SEC to Require Stricter Internal Controls

As part of its ongoing attempts to show the buck stops in the CEO’s office, the SEC voted this week to approve strict new internal control requirements — requiring CEOs to sign off that the rules are in place and being followed.

The new requirements would apply to public companies under the jurisdiction of the Securities and Exchange Commission and is widely applauded by industry groups, including the American Institute of Certified Public Accountants.

The SEC voted to adopt rules concerning management's report on internal control over financial reporting and certification of disclosures in Exchange Act periodic reports. The Commission also voted to adopt new Rule 3a-8 under the Investment Company Act to provide a nonexclusive safe harbor from the definition of investment company for certain research and development companies.

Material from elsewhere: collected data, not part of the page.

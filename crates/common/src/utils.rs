use chrono::{SecondsFormat, Utc};

/// Current UTC time as an RFC 3339 string with millisecond precision
pub fn utcnow_rfc3339() -> String {
    Utc::now().to_rfc3339_opts(SecondsFormat::Millis, true)
}

/// Milliseconds since the UNIX epoch
pub fn utcnow_ms() -> u64 {
    Utc::now().timestamp_millis().max(0) as u64
}
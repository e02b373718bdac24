use std::sync::Arc;

use tokio_util::sync::CancellationToken;

use crate::judge::Judge;
use crate::queue::JobQueue;
use crate::routes::ExecMessage;

/// Pops execution requests and runs them on the blocking pool, one at a time
///
/// The number of workers bounds how many isolated environments the service
/// keeps alive across concurrent requests.
pub async fn worker(
    id: usize,
    judge: Arc<Judge>,
    queue: Arc<JobQueue>,
    token: CancellationToken,
) -> anyhow::Result<()> {
    log::info!("Worker {id} initialized");

    loop {
        tokio::select! {
            _ = token.cancelled() => {
                log::info!("Worker {id} received shutdown signal, stopping");
                break;
            }

            message = queue.pop() => {
                let ExecMessage { job, responder } = message;
                log::info!("Worker {id} got {} job in {}", job.kind(), job.language());

                // Give back control to the runtime until the sandbox is done
                let judge = Arc::clone(&judge);
                let result_handle = tokio::task::spawn_blocking(move || job.run(&judge));

                match result_handle.await {
                    Ok(response) => {
                        if responder.send(response).is_err() {
                            log::warn!("Worker {id} finished a job whose requester is gone");
                        } else {
                            log::debug!("Worker {id} sent a result back to the server");
                        }
                    }
                    Err(e) => {
                        log::error!("Job panicked on worker {id}: {e:?}");
                    }
                }
            }
        };
    }

    log::info!("Worker {id} has shut down gracefully");
    Ok(())
}
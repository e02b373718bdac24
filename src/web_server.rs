use std::sync::Arc;

use actix_web::{App, HttpServer, dev::Server, middleware, web};

use crate::config::{ProblemConfig, ServerConfig};
use crate::queue::JobQueue;
use crate::routes::{json_error_handler, post_execute_handler};

pub fn build_server(
    server_config: ServerConfig,
    problems: Arc<Vec<ProblemConfig>>,
    job_queue: Arc<JobQueue>,
) -> std::io::Result<Server> {
    let problems = web::Data::from(problems);
    let job_queue = web::Data::from(job_queue);

    let server = HttpServer::new(move || {
        App::new()
            .app_data(problems.clone())
            .app_data(job_queue.clone())
            .app_data(web::JsonConfig::default().error_handler(json_error_handler))
            .wrap(middleware::Logger::default())
            .service(post_execute_handler)
    })
    .bind((
        server_config
            .bind_address
            .unwrap_or("127.0.0.1".to_string()),
        server_config.bind_port.unwrap_or(12345),
    ))?
    .run();

    Ok(server)
}
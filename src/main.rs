use std::sync::Arc;

use clap::Parser;
use tokio::task::JoinSet;
use tokio_util::sync::CancellationToken;

use codejudge::config::{CliArgs, Config};
use codejudge::judge::Judge;
use codejudge::languages::LanguageRegistry;
use codejudge::queue::JobQueue;
use codejudge::sandbox::{IsolatedRunner, create_sandbox_backend};
use codejudge::web_server::build_server;
use codejudge::worker::worker;

#[actix_web::main]
async fn main() -> std::io::Result<()> {
    env_logger::init_from_env(env_logger::Env::new().default_filter_or("info"));

    let cli = CliArgs::parse();
    let Config {
        server: server_config,
        sandbox: sandbox_config,
        languages,
        problems,
    } = cli.to_config().expect("Failed to load configuration");

    let registry = LanguageRegistry::from_config(&languages).expect("Invalid language profile");
    log::info!("Supported languages: {}", registry.names().join(", "));

    let backend = create_sandbox_backend(&sandbox_config).expect("Failed to set up the sandbox");
    let runner = IsolatedRunner::new(backend).with_stop_grace(sandbox_config.stop_grace());
    let judge = Judge::new(Arc::new(registry), runner, sandbox_config.limits())
        .with_parallelism(sandbox_config.batch_parallelism);
    log::info!("Sandbox limits: {:?}", judge.limits());

    let judge = Arc::new(judge);
    let problems = Arc::new(problems);
    let job_queue = Arc::new(JobQueue::new());
    let shutdown_token = CancellationToken::new();

    // ======= PREPARATION END, EXECUTION START =======

    let mut workers = JoinSet::new();
    for i in 1..=sandbox_config.workers {
        workers.spawn(worker(
            i,
            judge.clone(),
            job_queue.clone(),
            shutdown_token.clone(),
        ));
    }

    let server =
        build_server(server_config, problems, job_queue).expect("Failed to build server");

    let server_handle = server.handle();
    let server_task = actix_web::rt::spawn(server);

    // ===== EXECUTION END, WAITING FOR SHUTDOWN ======

    tokio::select! {
        _ = tokio::signal::ctrl_c() => {
            log::info!("Ctrl-c received, shutting down...");
        }
        res_server = server_task => {
            log::error!("Server terminated unexpectedly: {:?}", res_server);
        }
        Some(res_worker) = workers.join_next() => {
            log::error!("A worker terminated unexpectedly: {:?}", res_worker);
        }
    }

    // 1. Shutdown actix-web server gracefully
    server_handle.stop(true).await;

    // 2. Broadcast shutdown signal to workers
    shutdown_token.cancel();
    log::info!("Shutdown signal sent to workers, waiting for them to finish...");

    // 3. Wait until every worker terminates
    while let Some(res) = workers.join_next().await {
        if let Err(e) = res {
            if e.is_panic() {
                log::error!("Worker handle panicked: {:?}", e);
            } else {
                log::error!("Worker handle finished with error: {:?}", e);
            }
        }
    }

    log::info!("Shutdown complete");
    Ok(())
}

Last year’s Sarbanes Oxley Act required the SEC to get control of the lax financial standards in place in many companies, which regulators said led to corporate scandals in companies such as Rite Aid Corp. and WorldCom, Inc.

"Internal controls can be a significant deterrent to management fraud," said Douglas R. Carmichael, chief auditor of the new Public Company Accounting Oversight Board. "They're not a foolproof solution, but they have a lot of potential for improving the situation."

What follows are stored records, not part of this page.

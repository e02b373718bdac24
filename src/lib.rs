pub mod compare;
pub mod config;
pub mod judge;
pub mod languages;
pub mod queue;
pub mod routes;
pub mod sandbox;
pub mod web_server;
pub mod worker;

pub use compare::{CompareMode, Comparison, DEFAULT_FLOAT_TOLERANCE, compare};
pub use judge::{BatchVerdict, CaseState, CaseVerdict, Judge, TestCase};
pub use sandbox::{ExecutionResult, ExecutionStatus, IsolatedRunner};
//! Runs against a real Docker daemon; use `cargo test -- --ignored` to enable.

use std::sync::Arc;
use std::time::Duration;

use pretty_assertions::assert_eq;

use codejudge::compare::CompareMode;
use codejudge::config::Limits;
use codejudge::judge::{Judge, TestCase};
use codejudge::languages::LanguageRegistry;
use codejudge::sandbox::{DockerBackend, ExecutionStatus, IsolatedRunner};

fn docker_judge(timeout: Duration) -> Judge {
    let backend = DockerBackend::build("docker", true).unwrap();
    backend.ping().unwrap();
    Judge::new(
        Arc::new(LanguageRegistry::with_builtin()),
        IsolatedRunner::new(Arc::new(backend)),
        Limits {
            timeout,
            ..Default::default()
        },
    )
}

#[test]
#[ignore]
fn test_docker_python_echo() {
    let judge = docker_judge(Duration::from_secs(30));

    let result = judge.execute("python", "print(input()[::-1])", "olleh\n");

    assert_eq!(result.status, ExecutionStatus::Success);
    assert_eq!(result.stdout, "hello\n");
    assert_eq!(result.stderr, "");
}

#[test]
#[ignore]
fn test_docker_sleep_times_out() {
    let judge = docker_judge(Duration::from_secs(2));

    let result = judge.execute("python", "import time\ntime.sleep(30)", "");

    assert_eq!(result.status, ExecutionStatus::Timeout);
    assert!(result.elapsed < Duration::from_secs(20));
}

#[test]
#[ignore]
fn test_docker_network_is_unreachable() {
    let judge = docker_judge(Duration::from_secs(30));
    let source = "\
import socket
try:
    socket.create_connection(('1.1.1.1', 53), timeout=3)
    print('connected')
except OSError:
    print('blocked')
";

    let result = judge.execute("python", source, "");

    assert_eq!(result.stdout, "blocked\n");
}

#[test]
#[ignore]
fn test_docker_batch_binary_search() {
    let judge = docker_judge(Duration::from_secs(30));
    let source = "\
import bisect
*nums, target = map(int, open(0).read().split())
i = bisect.bisect_left(nums, target)
print(i if i < len(nums) and nums[i] == target else -1)
";
    let cases = vec![
        TestCase::new("1 3 5 6 9\n5", "2"),
        TestCase::new("1 3 5 6 9\n4", "-1"),
        TestCase::new("1\n1", "0"),
    ];

    let verdict = judge.run_batch("python", source, &cases, CompareMode::Tolerant, 1e-6);

    assert!(verdict.passed, "{:?}", verdict.cases);
}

The SEC issued a press release stating that under the final rules, management's annual internal control report will have to contain:

  • a statement of management's responsibility for establishing and maintaining adequate internal control over financial reporting for the company;
  • a statement identifying the framework used by management to evaluate the effectiveness of this internal control;
  • management's assessment of the effectiveness of this internal control as of the end of the company's most recent fiscal year; and
  • a statement that its auditor has issued an attestation report on management's assessment.

The SEC further defined "internal controls over financial reporting" and adopted amendments requiring companies to perform quarterly evaluations of changes that have materially affected or are reasonably likely to materially affect the company's internal control over financial reporting.